==== Entries supplied

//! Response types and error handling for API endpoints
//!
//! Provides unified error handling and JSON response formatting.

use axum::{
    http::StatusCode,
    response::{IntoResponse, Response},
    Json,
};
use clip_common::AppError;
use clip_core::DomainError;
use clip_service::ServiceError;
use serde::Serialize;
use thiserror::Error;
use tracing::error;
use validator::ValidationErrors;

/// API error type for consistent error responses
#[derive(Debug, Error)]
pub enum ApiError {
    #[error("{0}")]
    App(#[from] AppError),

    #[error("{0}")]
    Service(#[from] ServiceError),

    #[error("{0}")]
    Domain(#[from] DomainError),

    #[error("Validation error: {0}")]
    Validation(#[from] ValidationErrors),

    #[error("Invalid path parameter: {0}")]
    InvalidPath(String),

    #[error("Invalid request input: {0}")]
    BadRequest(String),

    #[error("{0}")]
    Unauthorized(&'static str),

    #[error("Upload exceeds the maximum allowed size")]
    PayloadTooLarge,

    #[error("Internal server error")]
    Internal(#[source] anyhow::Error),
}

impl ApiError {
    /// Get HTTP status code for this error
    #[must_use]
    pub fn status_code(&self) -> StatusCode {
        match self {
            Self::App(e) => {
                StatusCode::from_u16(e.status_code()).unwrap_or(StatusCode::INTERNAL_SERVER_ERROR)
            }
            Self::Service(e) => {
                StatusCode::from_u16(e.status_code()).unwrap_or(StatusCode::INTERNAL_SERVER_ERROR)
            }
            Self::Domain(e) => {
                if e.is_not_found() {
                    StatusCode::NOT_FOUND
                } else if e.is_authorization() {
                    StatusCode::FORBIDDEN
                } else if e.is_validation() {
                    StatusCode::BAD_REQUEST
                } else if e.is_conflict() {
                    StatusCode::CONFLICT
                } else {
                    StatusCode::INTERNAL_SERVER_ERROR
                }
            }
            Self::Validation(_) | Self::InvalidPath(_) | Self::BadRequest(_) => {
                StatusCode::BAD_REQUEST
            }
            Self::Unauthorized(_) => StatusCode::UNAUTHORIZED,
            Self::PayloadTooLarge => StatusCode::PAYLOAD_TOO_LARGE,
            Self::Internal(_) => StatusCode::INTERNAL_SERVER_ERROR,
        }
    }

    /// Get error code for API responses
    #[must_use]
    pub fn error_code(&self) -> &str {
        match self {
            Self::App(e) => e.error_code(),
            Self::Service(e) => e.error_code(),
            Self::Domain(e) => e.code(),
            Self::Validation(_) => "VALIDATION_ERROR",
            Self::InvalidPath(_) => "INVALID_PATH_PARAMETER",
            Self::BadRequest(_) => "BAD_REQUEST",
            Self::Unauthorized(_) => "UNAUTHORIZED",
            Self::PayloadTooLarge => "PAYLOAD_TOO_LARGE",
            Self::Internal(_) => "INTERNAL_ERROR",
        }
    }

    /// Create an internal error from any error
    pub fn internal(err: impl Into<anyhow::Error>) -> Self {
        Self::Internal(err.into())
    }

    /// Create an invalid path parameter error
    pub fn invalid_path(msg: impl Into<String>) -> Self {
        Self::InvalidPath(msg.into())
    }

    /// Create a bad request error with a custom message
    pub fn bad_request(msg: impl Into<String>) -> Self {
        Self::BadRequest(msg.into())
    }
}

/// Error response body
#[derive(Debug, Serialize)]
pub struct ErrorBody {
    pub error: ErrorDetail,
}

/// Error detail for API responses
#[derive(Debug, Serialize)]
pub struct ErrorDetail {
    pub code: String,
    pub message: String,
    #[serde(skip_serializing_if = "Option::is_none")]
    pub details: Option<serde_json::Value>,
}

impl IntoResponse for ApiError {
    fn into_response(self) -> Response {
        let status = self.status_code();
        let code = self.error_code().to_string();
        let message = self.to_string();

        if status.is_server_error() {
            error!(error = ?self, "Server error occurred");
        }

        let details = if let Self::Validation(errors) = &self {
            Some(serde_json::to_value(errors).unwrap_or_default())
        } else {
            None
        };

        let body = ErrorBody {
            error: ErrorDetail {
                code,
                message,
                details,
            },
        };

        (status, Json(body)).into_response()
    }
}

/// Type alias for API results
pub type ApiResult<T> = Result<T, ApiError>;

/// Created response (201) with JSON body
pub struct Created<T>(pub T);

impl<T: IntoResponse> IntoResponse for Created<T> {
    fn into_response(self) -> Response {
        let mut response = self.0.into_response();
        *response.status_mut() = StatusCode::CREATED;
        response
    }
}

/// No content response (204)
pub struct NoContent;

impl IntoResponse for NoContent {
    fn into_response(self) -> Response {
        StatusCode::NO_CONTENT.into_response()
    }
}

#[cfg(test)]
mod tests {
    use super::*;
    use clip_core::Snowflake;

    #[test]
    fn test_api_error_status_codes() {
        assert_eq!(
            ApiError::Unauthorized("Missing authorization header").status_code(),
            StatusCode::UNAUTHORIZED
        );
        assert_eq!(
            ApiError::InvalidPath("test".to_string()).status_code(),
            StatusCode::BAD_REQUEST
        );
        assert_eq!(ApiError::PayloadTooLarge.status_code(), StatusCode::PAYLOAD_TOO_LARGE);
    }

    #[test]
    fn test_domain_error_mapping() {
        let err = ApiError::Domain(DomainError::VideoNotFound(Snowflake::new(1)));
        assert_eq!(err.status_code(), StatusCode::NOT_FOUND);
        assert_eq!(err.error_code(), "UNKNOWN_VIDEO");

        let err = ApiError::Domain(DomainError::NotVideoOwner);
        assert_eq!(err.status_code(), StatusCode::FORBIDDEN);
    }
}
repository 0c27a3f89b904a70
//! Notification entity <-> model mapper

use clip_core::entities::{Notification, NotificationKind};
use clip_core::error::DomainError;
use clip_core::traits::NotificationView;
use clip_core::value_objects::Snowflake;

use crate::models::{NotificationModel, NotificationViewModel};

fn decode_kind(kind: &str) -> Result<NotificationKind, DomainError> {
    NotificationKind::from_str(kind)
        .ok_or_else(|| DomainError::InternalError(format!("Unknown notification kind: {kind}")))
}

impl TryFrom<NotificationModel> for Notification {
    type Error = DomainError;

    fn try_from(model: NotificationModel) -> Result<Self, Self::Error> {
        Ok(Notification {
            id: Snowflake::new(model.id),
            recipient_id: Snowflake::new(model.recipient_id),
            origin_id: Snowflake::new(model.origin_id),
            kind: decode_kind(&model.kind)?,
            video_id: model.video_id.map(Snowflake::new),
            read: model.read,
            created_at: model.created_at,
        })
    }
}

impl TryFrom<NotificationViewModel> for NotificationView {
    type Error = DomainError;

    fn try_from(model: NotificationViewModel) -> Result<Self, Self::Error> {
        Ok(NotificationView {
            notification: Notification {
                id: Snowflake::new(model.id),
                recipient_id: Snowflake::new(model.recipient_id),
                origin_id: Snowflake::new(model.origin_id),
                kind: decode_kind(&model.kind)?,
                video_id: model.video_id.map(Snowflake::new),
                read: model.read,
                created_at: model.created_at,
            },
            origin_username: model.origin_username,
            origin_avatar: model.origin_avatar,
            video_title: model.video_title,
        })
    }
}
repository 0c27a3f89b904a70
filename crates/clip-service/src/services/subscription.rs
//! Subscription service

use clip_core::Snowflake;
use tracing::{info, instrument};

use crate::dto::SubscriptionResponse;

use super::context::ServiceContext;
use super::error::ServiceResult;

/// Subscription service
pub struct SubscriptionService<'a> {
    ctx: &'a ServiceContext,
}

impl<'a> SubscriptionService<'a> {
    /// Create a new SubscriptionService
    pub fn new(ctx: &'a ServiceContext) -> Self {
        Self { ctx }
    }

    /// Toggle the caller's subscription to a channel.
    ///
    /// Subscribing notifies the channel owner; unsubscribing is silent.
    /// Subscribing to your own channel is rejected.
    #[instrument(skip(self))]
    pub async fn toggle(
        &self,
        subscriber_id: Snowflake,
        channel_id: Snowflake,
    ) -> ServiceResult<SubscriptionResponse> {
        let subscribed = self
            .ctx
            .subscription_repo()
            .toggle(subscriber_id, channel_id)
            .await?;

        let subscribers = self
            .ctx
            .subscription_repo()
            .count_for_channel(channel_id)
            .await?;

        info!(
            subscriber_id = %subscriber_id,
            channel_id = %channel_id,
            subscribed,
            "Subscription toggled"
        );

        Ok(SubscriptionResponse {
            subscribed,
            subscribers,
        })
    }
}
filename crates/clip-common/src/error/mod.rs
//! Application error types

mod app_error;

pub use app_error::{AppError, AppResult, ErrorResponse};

========

Where a line of the data contains "instrument", copy that line.

■ Your response
use tracing::{info, instrument};
    #[instrument(skip(self))]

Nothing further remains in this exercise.